# [ACTION ITEM]
Whenever a line below holds the word "first", count it; then give the total and nothing else.

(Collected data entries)
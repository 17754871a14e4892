//! Request multiplexer for relay-connected nodes.

use std::collections::HashMap;
use std::sync::Arc;
use std::time::Duration;

use thiserror::Error;
use tokio::sync::{mpsc, oneshot, Mutex};
use uuid::Uuid;

use infergrid_common::{GatewayFrame, NodeFrame, ReqFrame, ResFrame};

use crate::registry::NodeRegistry;

/// Errors from relayed requests.
#[derive(Debug, Error)]
pub enum RelayError {
    #[error("node not connected")]
    NodeNotConnected,
    #[error("relay request timed out")]
    Timeout,
}

/// One attached tunnel node: its outbound frame channel and the pending
/// request slots awaiting a matching `res`.
struct RelayConn {
    tx: mpsc::Sender<GatewayFrame>,
    pending: HashMap<String, oneshot::Sender<ResFrame>>,
}

/// Multiplexes correlated request/response calls over per-node WebSocket
/// tunnels.
///
/// Many requests can be in flight to the same node at once, each with its
/// own pending slot; responses are matched purely by id, with no ordering
/// guarantee. The hub imposes no per-node concurrency cap - `capacity` on
/// the registry record is advisory only.
pub struct RelayHub {
    registry: Arc<NodeRegistry>,
    // Guards the connection table and the per-connection pending tables.
    // Never held across an await: senders are cloned out before sending.
    conns: Mutex<HashMap<String, RelayConn>>,
}

impl RelayHub {
    pub fn new(registry: Arc<NodeRegistry>) -> Self {
        Self {
            registry,
            conns: Mutex::new(HashMap::new()),
        }
    }

    /// Register the transport handle for a node.
    ///
    /// Idempotent per node id: a second attach replaces the first, dropping
    /// the old connection's pending table. Waiters on dropped slots observe
    /// a closed channel and fail with [`RelayError::NodeNotConnected`];
    /// anything the orphaned handle resolves later finds no slot and is
    /// ignored.
    pub async fn attach(&self, node_id: &str, tx: mpsc::Sender<GatewayFrame>) {
        let mut conns = self.conns.lock().await;
        conns.insert(
            node_id.to_string(),
            RelayConn {
                tx,
                pending: HashMap::new(),
            },
        );
    }

    /// Remove a node's connection and un-register it.
    ///
    /// Detach is the sole authority for removing a tunnel-backed node from
    /// the registry. In-flight requests fail immediately rather than
    /// waiting out their deadline.
    pub async fn detach(&self, node_id: &str) {
        self.conns.lock().await.remove(node_id);
        self.registry.remove(node_id).await;
    }

    /// Whether a connection is currently attached for `node_id`.
    pub async fn connected(&self, node_id: &str) -> bool {
        self.conns.lock().await.contains_key(node_id)
    }

    /// Send `op` with `payload` to a node and await its `res` frame.
    ///
    /// Fails with [`RelayError::NodeNotConnected`] before sending when no
    /// connection is attached. On timeout the pending slot is discarded, so
    /// a late response for the same id is silently dropped.
    pub async fn request(
        &self,
        node_id: &str,
        op: &str,
        payload: serde_json::Value,
        timeout: Duration,
    ) -> Result<ResFrame, RelayError> {
        let req_id = Uuid::new_v4().to_string();
        let (slot_tx, slot_rx) = oneshot::channel();

        let tx = {
            let mut conns = self.conns.lock().await;
            let conn = conns.get_mut(node_id).ok_or(RelayError::NodeNotConnected)?;
            conn.pending.insert(req_id.clone(), slot_tx);
            conn.tx.clone()
        };

        let frame = GatewayFrame::Req(ReqFrame {
            id: req_id.clone(),
            op: op.to_string(),
            payload,
        });
        if tx.send(frame).await.is_err() {
            // Receive loop gone; the detach path will clean the tables.
            self.discard_pending(node_id, &req_id).await;
            return Err(RelayError::NodeNotConnected);
        }

        match tokio::time::timeout(timeout, slot_rx).await {
            Ok(Ok(res)) => Ok(res),
            // Slot dropped: the node detached or was replaced while we waited.
            Ok(Err(_)) => Err(RelayError::NodeNotConnected),
            Err(_) => {
                self.discard_pending(node_id, &req_id).await;
                Err(RelayError::Timeout)
            }
        }
    }

    /// Resolve the pending slot matching a `res` frame, if any.
    ///
    /// Frames of any other type are not the hub's concern (streaming deltas
    /// belong to out-of-band readers) and are ignored, as are responses
    /// whose slot has already been discarded.
    pub async fn handle_frame(&self, node_id: &str, frame: NodeFrame) {
        let NodeFrame::Res(res) = frame else {
            return;
        };

        let slot = {
            let mut conns = self.conns.lock().await;
            conns
                .get_mut(node_id)
                .and_then(|conn| conn.pending.remove(&res.id))
        };
        if let Some(slot) = slot {
            // The waiter may have timed out between lookup and send.
            let _ = slot.send(res);
        }
    }

    async fn discard_pending(&self, node_id: &str, req_id: &str) {
        if let Some(conn) = self.conns.lock().await.get_mut(node_id) {
            conn.pending.remove(req_id);
        }
    }
}

#[cfg(test)]
mod tests {
    use super::*;
    use crate::registry::{ConnectorKind, NodeRecord};
    use serde_json::json;

    fn hub() -> (Arc<NodeRegistry>, RelayHub) {
        let registry = Arc::new(NodeRegistry::new());
        let hub = RelayHub::new(registry.clone());
        (registry, hub)
    }

    /// Attach a channel-backed fake node and return its request stream.
    async fn attach_fake(hub: &RelayHub, node_id: &str) -> mpsc::Receiver<GatewayFrame> {
        let (tx, rx) = mpsc::channel(8);
        hub.attach(node_id, tx).await;
        rx
    }

    #[tokio::test]
    async fn test_request_resolves_with_response_body() {
        let (_registry, hub) = hub();
        let mut rx = attach_fake(&hub, "node-1").await;

        let hub = Arc::new(hub);
        let requester = {
            let hub = hub.clone();
            tokio::spawn(async move {
                hub.request("node-1", "chat", json!({"model": "m"}), Duration::from_secs(5))
                    .await
            })
        };

        // The fake node answers the frame it received.
        let GatewayFrame::Req(req) = rx.recv().await.unwrap() else {
            panic!("Expected req frame");
        };
        assert_eq!(req.op, "chat");
        hub.handle_frame(
            "node-1",
            NodeFrame::Res(ResFrame::success(&req.id, json!({"x": 1}))),
        )
        .await;

        let res = requester.await.unwrap().unwrap();
        assert!(res.ok);
        assert_eq!(res.data.unwrap()["x"], 1);
    }

    #[tokio::test]
    async fn test_request_without_connection_fails_fast() {
        let (_registry, hub) = hub();
        let result = hub
            .request("ghost", "chat", json!({}), Duration::from_secs(5))
            .await;
        assert!(matches!(result, Err(RelayError::NodeNotConnected)));
    }

    #[tokio::test]
    async fn test_request_times_out_and_late_response_is_inert() {
        let (_registry, hub) = hub();
        let mut rx = attach_fake(&hub, "node-1").await;

        let result = hub
            .request("node-1", "chat", json!({}), Duration::from_millis(20))
            .await;
        assert!(matches!(result, Err(RelayError::Timeout)));

        // A response arriving after the deadline finds no slot.
        let GatewayFrame::Req(req) = rx.recv().await.unwrap() else {
            panic!("Expected req frame");
        };
        hub.handle_frame(
            "node-1",
            NodeFrame::Res(ResFrame::success(&req.id, json!({}))),
        )
        .await;

        assert!(hub.conns.lock().await.get("node-1").unwrap().pending.is_empty());
    }

    #[tokio::test]
    async fn test_concurrent_requests_resolve_out_of_order() {
        let (_registry, hub) = hub();
        let mut rx = attach_fake(&hub, "node-1").await;
        let hub = Arc::new(hub);

        let first = {
            let hub = hub.clone();
            tokio::spawn(async move {
                hub.request("node-1", "chat", json!({"n": 1}), Duration::from_secs(5))
                    .await
            })
        };
        let second = {
            let hub = hub.clone();
            tokio::spawn(async move {
                hub.request("node-1", "chat", json!({"n": 2}), Duration::from_secs(5))
                    .await
            })
        };

        let GatewayFrame::Req(req_a) = rx.recv().await.unwrap() else {
            panic!("Expected req frame");
        };
        let GatewayFrame::Req(req_b) = rx.recv().await.unwrap() else {
            panic!("Expected req frame");
        };

        // Answer in reverse arrival order; matching is by id, not FIFO.
        hub.handle_frame(
            "node-1",
            NodeFrame::Res(ResFrame::success(&req_b.id, json!({"answer": "b"}))),
        )
        .await;
        hub.handle_frame(
            "node-1",
            NodeFrame::Res(ResFrame::success(&req_a.id, json!({"answer": "a"}))),
        )
        .await;

        assert!(first.await.unwrap().unwrap().ok);
        assert!(second.await.unwrap().unwrap().ok);
    }

    #[tokio::test]
    async fn test_detach_removes_connection_and_registry_record() {
        let (registry, hub) = hub();
        registry
            .upsert(NodeRecord::new("node-1", ConnectorKind::RelayLink))
            .await;
        let _rx = attach_fake(&hub, "node-1").await;

        hub.detach("node-1").await;

        assert!(!hub.connected("node-1").await);
        assert!(registry.get("node-1").await.is_none());

        // No connection, no network: the request fails before sending.
        let result = hub
            .request("node-1", "chat", json!({}), Duration::from_secs(5))
            .await;
        assert!(matches!(result, Err(RelayError::NodeNotConnected)));
    }

    #[tokio::test]
    async fn test_detach_forecloses_in_flight_requests() {
        let (_registry, hub) = hub();
        let _rx = attach_fake(&hub, "node-1").await;
        let hub = Arc::new(hub);

        let requester = {
            let hub = hub.clone();
            tokio::spawn(async move {
                hub.request("node-1", "chat", json!({}), Duration::from_secs(30))
                    .await
            })
        };
        // Let the request register its slot before detaching.
        tokio::task::yield_now().await;
        hub.detach("node-1").await;

        let result = requester.await.unwrap();
        assert!(matches!(result, Err(RelayError::NodeNotConnected)));
    }

    #[tokio::test]
    async fn test_reattach_replaces_connection() {
        let (_registry, hub) = hub();
        let _old_rx = attach_fake(&hub, "node-1").await;
        let mut new_rx = attach_fake(&hub, "node-1").await;
        let hub = Arc::new(hub);

        let requester = {
            let hub = hub.clone();
            tokio::spawn(async move {
                hub.request("node-1", "models", json!({}), Duration::from_secs(5))
                    .await
            })
        };

        // Only the new handle sees the request.
        let GatewayFrame::Req(req) = new_rx.recv().await.unwrap() else {
            panic!("Expected req frame");
        };
        hub.handle_frame(
            "node-1",
            NodeFrame::Res(ResFrame::success(&req.id, json!({"data": []}))),
        )
        .await;
        assert!(requester.await.unwrap().is_ok());
    }

    #[tokio::test]
    async fn test_non_res_frames_ignored() {
        let (_registry, hub) = hub();
        let _rx = attach_fake(&hub, "node-1").await;

        // Streaming frames are not the hub's concern.
        hub.handle_frame(
            "node-1",
            NodeFrame::Delta {
                id: "r".to_string(),
                content: "tok".to_string(),
            },
        )
        .await;
        hub.handle_frame("node-1", NodeFrame::Done { id: "r".to_string() })
            .await;

        assert!(hub.connected("node-1").await);
    }
}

# [RESPONSE BELOW]
3